[Records from a collection]
┄┄┄┄┄┄┄┄┄┄┄┄┄┄┄┄┄┄┄┄

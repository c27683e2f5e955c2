//! Document side effects
//!
//! - **root**: RootElement trait and the in-memory StyleRoot
//! - **sync**: DocumentSynchronizer, the store listener writing to the root

pub mod root;
pub mod sync;

pub use root::{RootElement, StyleRoot};
pub use sync::{
    DocumentSynchronizer, SyncHandle, ACCENT_PROPERTY, DARK_CLASS, GLOW_PROPERTY,
    GRADIENT_END_PROPERTY, GRADIENT_START_PROPERTY,
};
//! MoodMeter Theme Store
//!
//! This module provides the session-lifetime theme state:
//!
//! - **engine**: ThemeStore and ThemeState snapshots
//! - **context**: provider/consumer handles
//! - **listeners**: observer registry and broadcast channel
//! - **preferences**: key-value storage for the display mode
//! - **error**: Error types
//!
//! # Architecture
//!
//! ```text
//! Producer → set_mood_score ─┐
//!                            ├→ classify → resolve bundle → listeners
//! User → set_display_mode ───┘        └→ persist mode
//! ```
//!
//! # Example
//!
//! ```rust
//! use std::sync::Arc;
//! use moodmeter::mood::{DisplayMode, MoodScore, MoodState};
//! use moodmeter::store::{MemoryPreferences, ThemeStore};
//!
//! let store = ThemeStore::new(Arc::new(MemoryPreferences::new()));
//! store.set_display_mode(DisplayMode::Light);
//! store.set_mood_score(MoodScore::new(30.0));
//!
//! assert_eq!(store.mood_state(), MoodState::Bullish);
//! ```

pub mod context;
pub mod engine;
pub mod error;
pub mod listeners;
pub mod preferences;

pub use context::{ThemeContext, ThemeReader};
pub use engine::{load_display_mode, ThemeState, ThemeStore};
pub use error::{ThemeError, ThemeResult};
pub use listeners::{ListenerId, ListenerRegistry, StateListener};
pub use preferences::{FilePreferences, MemoryPreferences, PreferenceStore, DISPLAY_MODE_KEY};
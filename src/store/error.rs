//! Theme store error types
//!
//! Defines all errors that can occur in the store and preference layer.
//! None of these escape the store's mutators; they surface only through the
//! explicit fallible entry points and the preference backends.

use thiserror::Error;

/// Errors that can occur in the theme store
#[derive(Error, Debug)]
pub enum ThemeError {
    /// A display mode string was not one of light, dark or dynamic
    #[error("Invalid display mode: {0:?}")]
    InvalidDisplayMode(String),

    /// Preference storage is unavailable or rejected the operation
    #[error("Storage error: {0}")]
    Storage(String),

    /// I/O operation failed
    #[error("IO error: {0}")]
    Io(#[from] std::io::Error),

    /// Serialization/deserialization failed
    #[error("Serialization error: {0}")]
    Serialization(String),

    /// Lock acquisition failed
    #[error("Lock error: {0}")]
    Lock(String),
}

impl From<serde_json::Error> for ThemeError {
    fn from(err: serde_json::Error) -> Self {
        ThemeError::Serialization(err.to_string())
    }
}

/// Result type alias for theme store operations
pub type ThemeResult<T> = Result<T, ThemeError>;
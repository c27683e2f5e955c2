//! MoodMeter CLI
//!
//! Command-line interface for the theme engine:
//! - Read or change the persisted display mode
//! - Classify scores
//! - Resolve theme bundles and document CSS
//! - Watch the mock feed drive the theme

use clap::{Parser, Subcommand};
use moodmeter::document::{DocumentSynchronizer, StyleRoot};
use moodmeter::mood::{classify, resolve_icon};
use moodmeter::store::load_display_mode;
use moodmeter::{
    Config, DisplayMode, FilePreferences, MemoryPreferences, MockFeed, MoodScore, ThemeState,
    ThemeStore,
};
use std::path::PathBuf;
use std::sync::Arc;
use std::time::Duration;

#[derive(Parser)]
#[command(name = "moodmeter")]
#[command(version = env!("CARGO_PKG_VERSION"))]
#[command(about = "Mood-driven theme engine for the MoodMeter dashboard")]
pub struct Cli {
    #[command(subcommand)]
    pub command: Commands,

    /// Preferences file (default: from config)
    #[arg(long, global = true)]
    pub preferences: Option<PathBuf>,

    /// Output format (table, json)
    #[arg(short, long, default_value = "table", global = true)]
    pub format: String,
}

#[derive(Subcommand)]
pub enum Commands {
    /// Show or change the persisted display mode
    Mode {
        /// New mode: light, dark or dynamic. Omit to print the current mode.
        mode: Option<String>,
    },

    /// Classify an overall sentiment score
    Classify {
        #[arg(allow_hyphen_values = true)]
        score: f64,
    },

    /// Resolve the theme bundle for a mode and score
    Theme {
        /// Display mode (default: persisted preference)
        #[arg(short, long)]
        mode: Option<String>,
        /// Overall score
        #[arg(short, long, allow_hyphen_values = true)]
        score: Option<f64>,
    },

    /// Print the root document CSS for a mode and score
    Css {
        #[arg(short, long)]
        mode: Option<String>,
        #[arg(short, long, allow_hyphen_values = true)]
        score: Option<f64>,
    },

    /// Run the mock feed and print each transition
    Watch {
        /// Number of scores to produce
        #[arg(short, long, default_value = "10")]
        ticks: u64,
        /// Milliseconds between scores (default: from config)
        #[arg(short, long)]
        interval_ms: Option<u64>,
        /// Fixed feed seed
        #[arg(long)]
        seed: Option<u64>,
    },

    /// Generate default config file
    Config {
        /// Output path (default: stdout)
        #[arg(short, long)]
        output: Option<PathBuf>,
    },
}

#[tokio::main]
async fn main() -> anyhow::Result<()> {
    let cli = Cli::parse();
    let mut config = Config::load_default();
    config.logging.init();

    if let Some(path) = &cli.preferences {
        config.preferences.path = path.to_string_lossy().to_string();
    }
    let preferences = Arc::new(FilePreferences::new(config.preferences.path()));

    match cli.command {
        Commands::Mode { mode } => {
            let store = ThemeStore::new(preferences);
            if let Some(mode) = mode {
                store.set_display_mode_str(&mode)?;
            }
            let mode = store.display_mode();
            match cli.format.as_str() {
                "json" => println!("{}", serde_json::json!({ "display_mode": mode })),
                _ => println!("{}", mode),
            }
        }

        Commands::Classify { score } => {
            let mood = classify(score);
            let indicator = resolve_icon(mood);
            match cli.format.as_str() {
                "json" => println!(
                    "{}",
                    serde_json::json!({
                        "score": score,
                        "mood": mood,
                        "icon": indicator.icon,
                        "label": indicator.label,
                    })
                ),
                _ => println!("{:>8.1}  {:<8} {}", score, indicator.label, indicator.icon),
            }
        }

        Commands::Theme { mode, score } => {
            let state = preview_state(&preferences, mode.as_deref(), score)?;
            match cli.format.as_str() {
                "json" => println!("{}", serde_json::to_string_pretty(&state.bundle)?),
                _ => print_bundle(&state),
            }
        }

        Commands::Css { mode, score } => {
            let state = preview_state(&preferences, mode.as_deref(), score)?;
            let mut sync = DocumentSynchronizer::new(StyleRoot::new());
            sync.apply(&state);
            print!("{}", sync.root().to_css());
        }

        Commands::Watch {
            ticks,
            interval_ms,
            seed,
        } => {
            let mut feed_config = config.feed.clone();
            if seed.is_some() {
                feed_config.seed = seed;
            }
            let interval = Duration::from_millis(interval_ms.unwrap_or(feed_config.interval_ms).max(1));

            let store = Arc::new(ThemeStore::new(preferences));
            let document = DocumentSynchronizer::new(StyleRoot::new()).attach(&store);

            let json = cli.format == "json";
            store.subscribe(move |state: &ThemeState| {
                if state.revision == 0 {
                    return;
                }
                if json {
                    if let Ok(line) = serde_json::to_string(state) {
                        println!("{}", line);
                    }
                } else if let Some(score) = state.mood_score {
                    println!(
                        "#{:<4} {:>7.1}  {:<8} {}",
                        state.revision,
                        score.overall,
                        state.label(),
                        state.icon()
                    );
                }
            });

            MockFeed::new(&feed_config)
                .spawn(Arc::clone(&store), interval, Some(ticks))
                .await?;

            if !json {
                println!();
                print!("{}", document.with_root(|root| root.to_css()));
            }
        }

        Commands::Config { output } => {
            let content = moodmeter::config::generate_default_config();
            match output {
                Some(path) => {
                    std::fs::write(&path, content)?;
                    println!("Wrote config to {:?}", path);
                }
                None => print!("{}", content),
            }
        }
    }

    Ok(())
}

/// Build a throwaway store so previews never touch the persisted preference
fn preview_state(
    preferences: &FilePreferences,
    mode: Option<&str>,
    score: Option<f64>,
) -> anyhow::Result<ThemeState> {
    let mode = match mode {
        Some(mode) => mode.parse::<DisplayMode>()?,
        None => load_display_mode(preferences),
    };

    let store = ThemeStore::new(Arc::new(MemoryPreferences::new()));
    store.set_display_mode(mode);
    if let Some(score) = score {
        store.set_mood_score(MoodScore::new(score));
    }
    Ok(store.state())
}

fn print_bundle(state: &ThemeState) {
    let bundle = &state.bundle;
    let tokens = &bundle.tokens;

    println!("Mode:        {} ({})", state.display_mode, bundle.appearance);
    println!("Mood:        {} [{}]", bundle.label, bundle.icon);
    println!("Background:  {}", tokens.background);
    println!("Accent:      {}", tokens.accent);
    println!("Glow:        {}", tokens.glow);
    println!("Text:        {} / {}", tokens.text_primary, tokens.text_secondary);
    println!("Card:        {}", tokens.card);
    println!("Border:      {}", tokens.border);
    if let Some(interactive) = &tokens.interactive {
        println!("Hover:       {}", interactive.hover);
        println!("Button:      {}", interactive.button);
    }
}
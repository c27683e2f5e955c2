//! Listener registry
//!
//! Tracks everything observing the theme store. Two flavors:
//! - synchronous listeners, called in registration order right after each
//!   transition with that transition's snapshot
//! - a tokio broadcast channel for async consumers; slow receivers lag and
//!   skip intermediate states, keeping only the latest

use tokio::sync::broadcast;
use uuid::Uuid;

use super::engine::ThemeState;

/// Unique identifier for a registered listener
pub type ListenerId = String;

/// Default capacity of the broadcast channel
pub const DEFAULT_BROADCAST_CAPACITY: usize = 64;

/// Observer of store transitions
///
/// Called on the mutating thread with the transition's snapshot.
/// Calls back into the notifying store are refused.
pub trait StateListener: Send {
    fn on_state(&mut self, state: &ThemeState);
}

impl<F> StateListener for F
where
    F: FnMut(&ThemeState) + Send,
{
    fn on_state(&mut self, state: &ThemeState) {
        self(state)
    }
}

/// Registered listeners plus the broadcast channel
pub struct ListenerRegistry {
    listeners: Vec<(ListenerId, Box<dyn StateListener>)>,
    broadcast_tx: broadcast::Sender<ThemeState>,
}

impl Default for ListenerRegistry {
    fn default() -> Self {
        Self::new(DEFAULT_BROADCAST_CAPACITY)
    }
}

impl ListenerRegistry {
    pub fn new(broadcast_capacity: usize) -> Self {
        let (broadcast_tx, _) = broadcast::channel(broadcast_capacity.max(1));

        Self {
            listeners: Vec::new(),
            broadcast_tx,
        }
    }

    /// Register a listener, returning its ID
    pub fn register(&mut self, listener: Box<dyn StateListener>) -> ListenerId {
        let id = Uuid::new_v4().to_string();
        self.listeners.push((id.clone(), listener));

        tracing::debug!(listener_id = %id, "Theme listener registered");
        id
    }

    /// Remove a listener; returns false if the ID was unknown
    pub fn unregister(&mut self, id: &str) -> bool {
        let before = self.listeners.len();
        self.listeners.retain(|(existing, _)| existing != id);
        let removed = self.listeners.len() != before;

        if removed {
            tracing::debug!(listener_id = %id, "Theme listener removed");
        }
        removed
    }

    /// Handle on the broadcast channel
    pub fn sender(&self) -> broadcast::Sender<ThemeState> {
        self.broadcast_tx.clone()
    }

    /// Open a new broadcast receiver
    pub fn subscribe(&self) -> broadcast::Receiver<ThemeState> {
        self.broadcast_tx.subscribe()
    }

    /// Deliver a snapshot to every listener and broadcast receiver
    pub fn notify(&mut self, state: &ThemeState) {
        for (_, listener) in self.listeners.iter_mut() {
            listener.on_state(state);
        }

        // No receivers is not an error
        let _ = self.broadcast_tx.send(state.clone());

        tracing::trace!(
            revision = state.revision,
            listeners = self.listeners.len(),
            "Theme state delivered"
        );
    }

    pub fn len(&self) -> usize {
        self.listeners.len()
    }

    pub fn is_empty(&self) -> bool {
        self.listeners.is_empty()
    }
}
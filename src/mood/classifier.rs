//! Mood classification
//!
//! Maps an overall sentiment score to one of four mood states. Bands are
//! checked in a fixed order so boundary values never classify twice:
//!
//! ```text
//!   score >= 51 or score <= -51   → extreme
//!   score >= 11                   → bullish   (11..=50)
//!   score <= -11                  → bearish   (-50..=-11)
//!   otherwise                     → neutral   (-10..=10)
//! ```
//!
//! Non-finite input: `NaN` fails every comparison and lands on neutral,
//! infinities land on extreme.

use super::types::MoodState;

/// Lowest score (by magnitude) classified as extreme
pub const EXTREME_THRESHOLD: f64 = 51.0;

/// Lowest score (by magnitude) classified as bullish or bearish
pub const TREND_THRESHOLD: f64 = 11.0;

/// Classify an overall sentiment score
pub fn classify(score: f64) -> MoodState {
    if score >= EXTREME_THRESHOLD || score <= -EXTREME_THRESHOLD {
        MoodState::Extreme
    } else if score >= TREND_THRESHOLD {
        MoodState::Bullish
    } else if score <= -TREND_THRESHOLD {
        MoodState::Bearish
    } else {
        MoodState::Neutral
    }
}

#[cfg(test)]
mod tests {
    use super::*;

    #[test]
    fn test_boundaries() {
        assert_eq!(classify(10.0), MoodState::Neutral);
        assert_eq!(classify(11.0), MoodState::Bullish);
        assert_eq!(classify(50.0), MoodState::Bullish);
        assert_eq!(classify(51.0), MoodState::Extreme);
        assert_eq!(classify(-10.0), MoodState::Neutral);
        assert_eq!(classify(-11.0), MoodState::Bearish);
        assert_eq!(classify(-50.0), MoodState::Bearish);
        assert_eq!(classify(-51.0), MoodState::Extreme);
    }

    #[test]
    fn test_zero_is_neutral() {
        assert_eq!(classify(0.0), MoodState::Neutral);
        assert_eq!(classify(-0.0), MoodState::Neutral);
    }

    #[test]
    fn test_fractional_gaps() {
        assert_eq!(classify(10.5), MoodState::Neutral);
        assert_eq!(classify(-10.5), MoodState::Neutral);
        assert_eq!(classify(50.5), MoodState::Bullish);
        assert_eq!(classify(-50.5), MoodState::Bearish);
    }

    #[test]
    fn test_out_of_nominal_range() {
        assert_eq!(classify(250.0), MoodState::Extreme);
        assert_eq!(classify(-1e9), MoodState::Extreme);
    }

    #[test]
    fn test_non_finite() {
        assert_eq!(classify(f64::NAN), MoodState::Neutral);
        assert_eq!(classify(f64::INFINITY), MoodState::Extreme);
        assert_eq!(classify(f64::NEG_INFINITY), MoodState::Extreme);
    }

    #[test]
    fn test_bands_are_contiguous() {
        // Sweep in tenths across the nominal range; each step must land in the
        // band its sign and magnitude dictate.
        for i in -1200..=1200 {
            let score = i as f64 / 10.0;
            let expected = if score.abs() >= 51.0 {
                MoodState::Extreme
            } else if score >= 11.0 {
                MoodState::Bullish
            } else if score <= -11.0 {
                MoodState::Bearish
            } else {
                MoodState::Neutral
            };
            assert_eq!(classify(score), expected, "score {}", score);
        }
    }
}
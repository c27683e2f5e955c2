//! Theme resolution
//!
//! - **tokens**: style token types and the resolved ThemeBundle
//! - **table**: (appearance × mood) lookup with explicit fallback
//! - **palette**: raw mood colors for document custom properties
//!
//! # Example
//!
//! ```rust
//! use moodmeter::mood::{Appearance, MoodState};
//! use moodmeter::theme::{ThemeBundle, ThemeTable};
//!
//! let table = ThemeTable::builtin();
//! let bundle = ThemeBundle::resolve(&table, Appearance::Dark, MoodState::Bullish);
//! assert_eq!(bundle.label, "Bullish");
//! ```

pub mod palette;
pub mod table;
pub mod tokens;

pub use palette::{mood_palette, MoodPalette};
pub use table::{CellSource, Resolution, ThemeTable};
pub use tokens::{InteractiveTokens, ThemeBundle, ThemeTokens};
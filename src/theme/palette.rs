//! Mood palette
//!
//! Raw colors written to the root document as custom properties while the
//! display mode is dynamic.

use serde::Serialize;

use crate::mood::MoodState;

/// Colors for one mood
#[derive(Debug, Clone, Copy, Serialize, PartialEq, Eq)]
pub struct MoodPalette {
    pub gradient_start: &'static str,
    pub gradient_end: &'static str,
    pub accent: &'static str,
    pub glow: &'static str,
}

const NEUTRAL: MoodPalette = MoodPalette {
    gradient_start: "#1e293b",
    gradient_end: "#0f172a",
    accent: "#94a3b8",
    glow: "rgba(148, 163, 184, 0.25)",
};

const BEARISH: MoodPalette = MoodPalette {
    gradient_start: "#450a0a",
    gradient_end: "#1c1917",
    accent: "#f87171",
    glow: "rgba(248, 113, 113, 0.35)",
};

const BULLISH: MoodPalette = MoodPalette {
    gradient_start: "#064e3b",
    gradient_end: "#022c22",
    accent: "#34d399",
    glow: "rgba(52, 211, 153, 0.35)",
};

const EXTREME: MoodPalette = MoodPalette {
    gradient_start: "#4a044e",
    gradient_end: "#1e1b4b",
    accent: "#e879f9",
    glow: "rgba(232, 121, 249, 0.5)",
};

/// Palette for a mood state
pub fn mood_palette(mood: MoodState) -> MoodPalette {
    match mood {
        MoodState::Neutral => NEUTRAL,
        MoodState::Bearish => BEARISH,
        MoodState::Bullish => BULLISH,
        MoodState::Extreme => EXTREME,
    }
}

┄┄┄┄┄┄┄┄┄┄┄┄┄┄┄┄┄┄┄┄

Using the records above, count the lines that hold the string "PathBuf", and give back only the result.

3